**INSTRUCTIONS FOR THE TASK:**
When you answer, give every record back exactly as written.

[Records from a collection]
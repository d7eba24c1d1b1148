/*
 * // Copyright 2024 (c) the Radzivon Bartoshyk. All rights reserved.
 * //
 * // Use of this source code is governed by a BSD-style
 * // license that can be found in the LICENSE file.
 */
use bitlog2::{
    Algorithm, DeBruijn, HashPattern, SPREAD_MAGIC, ilog2_debruijn_isolate, ilog2_debruijn_spread,
    ilog2_exponent, ilog2_exponent_or1, ilog2_float_log, ilog2_lzcnt, ilog2_poly_log, ilog2_ref,
};
use criterion::{Criterion, black_box, criterion_group, criterion_main};
use rand::rngs::StdRng;
use rand::{Rng, SeedableRng};

const SEED: u64 = 12345;
const DATA_COUNT: usize = 1000;

fn input_values() -> Vec<u64> {
    let mut rng = StdRng::seed_from_u64(SEED);
    (0..DATA_COUNT).map(|_| rng.random_range(1..=u64::MAX)).collect()
}

pub fn criterion_benchmark(c: &mut Criterion) {
    let values = input_values();

    c.bench_function("bitlog2: lzcnt", |b| {
        b.iter(|| {
            let mut sum = 0i64;
            for &x in values.iter() {
                sum += ilog2_lzcnt(black_box(x));
            }
            black_box(sum)
        })
    });

    c.bench_function("core: u64::ilog2", |b| {
        b.iter(|| {
            let mut sum = 0u32;
            for &x in values.iter() {
                sum += black_box(x).ilog2();
            }
            black_box(sum)
        })
    });

    c.bench_function("bitlog2: exponent", |b| {
        b.iter(|| {
            let mut sum = 0i64;
            for &x in values.iter() {
                sum += ilog2_exponent(black_box(x));
            }
            black_box(sum)
        })
    });

    c.bench_function("bitlog2: exponent_or1", |b| {
        b.iter(|| {
            let mut sum = 0i64;
            for &x in values.iter() {
                sum += ilog2_exponent_or1(black_box(x));
            }
            black_box(sum)
        })
    });

    c.bench_function("bitlog2: debruijn_spread", |b| {
        b.iter(|| {
            let mut sum = 0u32;
            for &x in values.iter() {
                sum += ilog2_debruijn_spread(black_box(x));
            }
            black_box(sum)
        })
    });

    c.bench_function("bitlog2: debruijn_isolate", |b| {
        b.iter(|| {
            let mut sum = 0u32;
            for &x in values.iter() {
                sum += ilog2_debruijn_isolate(black_box(x));
            }
            black_box(sum)
        })
    });

    let rebuilt = DeBruijn::new(SPREAD_MAGIC, HashPattern::Spread);
    c.bench_function("bitlog2: DeBruijn::ilog2", |b| {
        b.iter(|| {
            let mut sum = 0u32;
            for &x in values.iter() {
                sum += rebuilt.ilog2(black_box(x));
            }
            black_box(sum)
        })
    });

    c.bench_function("system: log2", |b| {
        b.iter(|| {
            let mut sum = 0i64;
            for &x in values.iter() {
                sum += ilog2_float_log(black_box(x));
            }
            black_box(sum)
        })
    });

    c.bench_function("libm::log2", |b| {
        b.iter(|| {
            let mut sum = 0i64;
            for &x in values.iter() {
                sum += libm::log2(black_box(x) as f64) as i64;
            }
            black_box(sum)
        })
    });

    c.bench_function("bitlog2: FMA poly_log", |b| {
        b.iter(|| {
            let mut sum = 0i64;
            for &x in values.iter() {
                sum += ilog2_poly_log(black_box(x));
            }
            black_box(sum)
        })
    });

    c.bench_function("bitlog2: reference", |b| {
        b.iter(|| {
            let mut sum = 0i64;
            for &x in values.iter() {
                sum += ilog2_ref(black_box(x));
            }
            black_box(sum)
        })
    });

    c.bench_function("bitlog2: Algorithm::eval dispatch", |b| {
        b.iter(|| {
            let mut sum = 0i64;
            for algorithm in Algorithm::ALL {
                for &x in values.iter() {
                    sum = sum.wrapping_add(algorithm.eval(black_box(x)));
                }
            }
            black_box(sum)
        })
    });
}

criterion_group!(benches, criterion_benchmark);
criterion_main!(benches);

**YOUR SOLUTION:**
repository d7eba24c1d1b1148
/*
 * // Copyright 2024 (c) the Radzivon Bartoshyk. All rights reserved.
 * //
 * // Use of this source code is governed by a BSD-style
 * // license that can be found in the LICENSE file.
 */
use bitlog2::{
    Algorithm, DeBruijn, HashPattern, SPREAD_MAGIC, ilog2_debruijn_isolate, ilog2_debruijn_spread,
    ilog2_exponent, ilog2_exponent_or1, ilog2_float_log, ilog2_lzcnt, ilog2_poly_log, ilog2_ref,
};
use criterion::{Criterion, black_box, criterion_group, criterion_main};
use rand::rngs::StdRng;
use rand::{Rng, SeedableRng};

const SEED: u64 = 12345;
const DATA_COUNT: usize = 1000;

fn input_values() -> Vec<u64> {
    let mut rng = StdRng::seed_from_u64(SEED);
    (0..DATA_COUNT).map(|_| rng.random_range(1..=u64::MAX)).collect()
}

pub fn criterion_benchmark(c: &mut Criterion) {
    let values = input_values();

    c.bench_function("bitlog2: lzcnt", |b| {
        b.iter(|| {
            let mut sum = 0i64;
            for &x in values.iter() {
                sum += ilog2_lzcnt(black_box(x));
            }
            black_box(sum)
        })
    });

    c.bench_function("core: u64::ilog2", |b| {
        b.iter(|| {
            let mut sum = 0u32;
            for &x in values.iter() {
                sum += black_box(x).ilog2();
            }
            black_box(sum)
        })
    });

    c.bench_function("bitlog2: exponent", |b| {
        b.iter(|| {
            let mut sum = 0i64;
            for &x in values.iter() {
                sum += ilog2_exponent(black_box(x));
            }
            black_box(sum)
        })
    });

    c.bench_function("bitlog2: exponent_or1", |b| {
        b.iter(|| {
            let mut sum = 0i64;
            for &x in values.iter() {
                sum += ilog2_exponent_or1(black_box(x));
            }
            black_box(sum)
        })
    });

    c.bench_function("bitlog2: debruijn_spread", |b| {
        b.iter(|| {
            let mut sum = 0u32;
            for &x in values.iter() {
                sum += ilog2_debruijn_spread(black_box(x));
            }
            black_box(sum)
        })
    });

    c.bench_function("bitlog2: debruijn_isolate", |b| {
        b.iter(|| {
            let mut sum = 0u32;
            for &x in values.iter() {
                sum += ilog2_debruijn_isolate(black_box(x));
            }
            black_box(sum)
        })
    });

    let rebuilt = DeBruijn::new(SPREAD_MAGIC, HashPattern::Spread);
    c.bench_function("bitlog2: DeBruijn::ilog2", |b| {
        b.iter(|| {
            let mut sum = 0u32;
            for &x in values.iter() {
                sum += rebuilt.ilog2(black_box(x));
            }
            black_box(sum)
        })
    });

    c.bench_function("system: log2", |b| {
        b.iter(|| {
            let mut sum = 0i64;
            for &x in values.iter() {
                sum += ilog2_float_log(black_box(x));
            }
            black_box(sum)
        })
    });

    c.bench_function("libm::log2", |b| {
        b.iter(|| {
            let mut sum = 0i64;
            for &x in values.iter() {
                sum += libm::log2(black_box(x) as f64) as i64;
            }
            black_box(sum)
        })
    });

    c.bench_function("bitlog2: FMA poly_log", |b| {
        b.iter(|| {
            let mut sum = 0i64;
            for &x in values.iter() {
                sum += ilog2_poly_log(black_box(x));
            }
            black_box(sum)
        })
    });

    c.bench_function("bitlog2: reference", |b| {
        b.iter(|| {
            let mut sum = 0i64;
            for &x in values.iter() {
                sum += ilog2_ref(black_box(x));
            }
            black_box(sum)
        })
    });

    c.bench_function("bitlog2: Algorithm::eval dispatch", |b| {
        b.iter(|| {
            let mut sum = 0i64;
            for algorithm in Algorithm::ALL {
                for &x in values.iter() {
                    sum = sum.wrapping_add(algorithm.eval(black_box(x)));
                }
            }
            black_box(sum)
        })
    });
}

criterion_group!(benches, criterion_benchmark);
criterion_main!(benches);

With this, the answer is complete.